John Pumford-Green 02/06/23 08:18

On recent 60m QSOs in the early morning with G4VLC / Hereford we've noted a substantial asymmetry in the observed S/N readings on signals in each direction.

Peter's signal arriving here in Shetland has been “good” with S/N of +10dB or more while my signal arriving in Herefordshire has been “poor” with S/N of -10dB or lower.
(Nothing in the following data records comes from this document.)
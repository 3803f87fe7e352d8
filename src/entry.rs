use crate::diagnostic::{Diagnostic, Parsed};
use std::borrow::Cow;

/// Separates the command from its wait time in a launch entry.
pub const WAIT_MARKER: &str = ",wait=";

/// One configured program to start, and how long to wait after starting it.
#[derive(Debug, Clone, PartialEq)]
pub struct LaunchEntry {
    pub executable: String,
    pub arguments: Vec<String>,
    pub wait_seconds: f64,
}

/// Parse a `COMMAND[,wait=SECONDS]` entry.
///
/// Never fails: a bad wait value becomes 0 and a command that cannot be
/// tokenized is launched as-is, each with a diagnostic.
pub fn parse_entry(raw: &str) -> Parsed<LaunchEntry> {
    let mut diagnostics = Vec::new();
    let (command, wait_text) = split_wait(raw);

    let wait_seconds = match wait_text {
        Some(text) => parse_wait(text).collect_into(&mut diagnostics),
        None => 0.0,
    };
    let (executable, arguments) = tokenize(command).collect_into(&mut diagnostics);

    Parsed {
        value: LaunchEntry { executable, arguments, wait_seconds },
        diagnostics,
    }
}

/// Split at the last `,wait=` so the suffix always wins.
pub fn split_wait(raw: &str) -> (&str, Option<&str>) {
    match raw.rfind(WAIT_MARKER) {
        Some(pos) => (&raw[..pos], Some(&raw[pos + WAIT_MARKER.len()..])),
        None => (raw, None),
    }
}

pub fn parse_wait(text: &str) -> Parsed<f64> {
    match text.trim().parse::<f64>() {
        Ok(seconds) if seconds.is_finite() && seconds >= 0.0 => Parsed::clean(seconds),
        _ => Parsed::with(0.0, Diagnostic::InvalidWait { value: text.to_string() }),
    }
}

/// Shell-style split into executable and arguments.
pub fn tokenize(command: &str) -> Parsed<(String, Vec<String>)> {
    match shlex::split(&escape_comment_marks(command)) {
        Some(mut tokens) => {
            if tokens.is_empty() {
                return Parsed::clean((String::new(), Vec::new()));
            }
            let executable = tokens.remove(0);
            Parsed::clean((executable, tokens))
        }
        None => Parsed::with(
            (command.trim().to_string(), Vec::new()),
            Diagnostic::Tokenize { command: command.to_string() },
        ),
    }
}

/// `shlex` drops everything from a word-initial `#` onwards. Escape those
/// so `--color #fff` keeps its argument.
fn escape_comment_marks(command: &str) -> Cow<'_, str> {
    if !command.contains('#') {
        return Cow::Borrowed(command);
    }

    let mut out = String::with_capacity(command.len() + 4);
    let mut quote: Option<char> = None;
    let mut escaped = false;
    let mut word_start = true;
    for c in command.chars() {
        if escaped {
            escaped = false;
        } else {
            match quote {
                Some(q) if c == q => quote = None,
                Some('"') if c == '\\' => escaped = true,
                Some(_) => {}
                None => match c {
                    '\'' | '"' => quote = Some(c),
                    '\\' => escaped = true,
                    '#' if word_start => out.push('\\'),
                    _ => {}
                },
            }
        }
        word_start = quote.is_none() && !escaped && c.is_whitespace();
        out.push(c);
    }
    Cow::Owned(out)
}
At other times of day the S/N reports have been more similar, with differences mainly due to different TX powers, but not such a gross discrepancy between the North → South and South → North paths as seen during these morning asymmetrical QSOs.

Possible Cause?

One thing I thought of that could explain the asymmetry is excessive feeder loss in my feeder between radio and antenna. This would decrease my ERP by the amount of the excess feeder loss, and the S/N would be degraded at the far end by the same amount. In the reverse direction a lossy feeder on receive might go un-noticed. The thinking for this is that the receiver's internal noise floor is likely to be substantially lower than the “atmospheric” noise collected be the antenna, along with the wanted signal. The S/N of the wanted signal is therefore set at the antenna and as long as the feeder loss doesn't reduce the “antenna noise” enough to approach the noise floor of the receiver, then the demodulated S/N will not change substantially despite the feeder loss.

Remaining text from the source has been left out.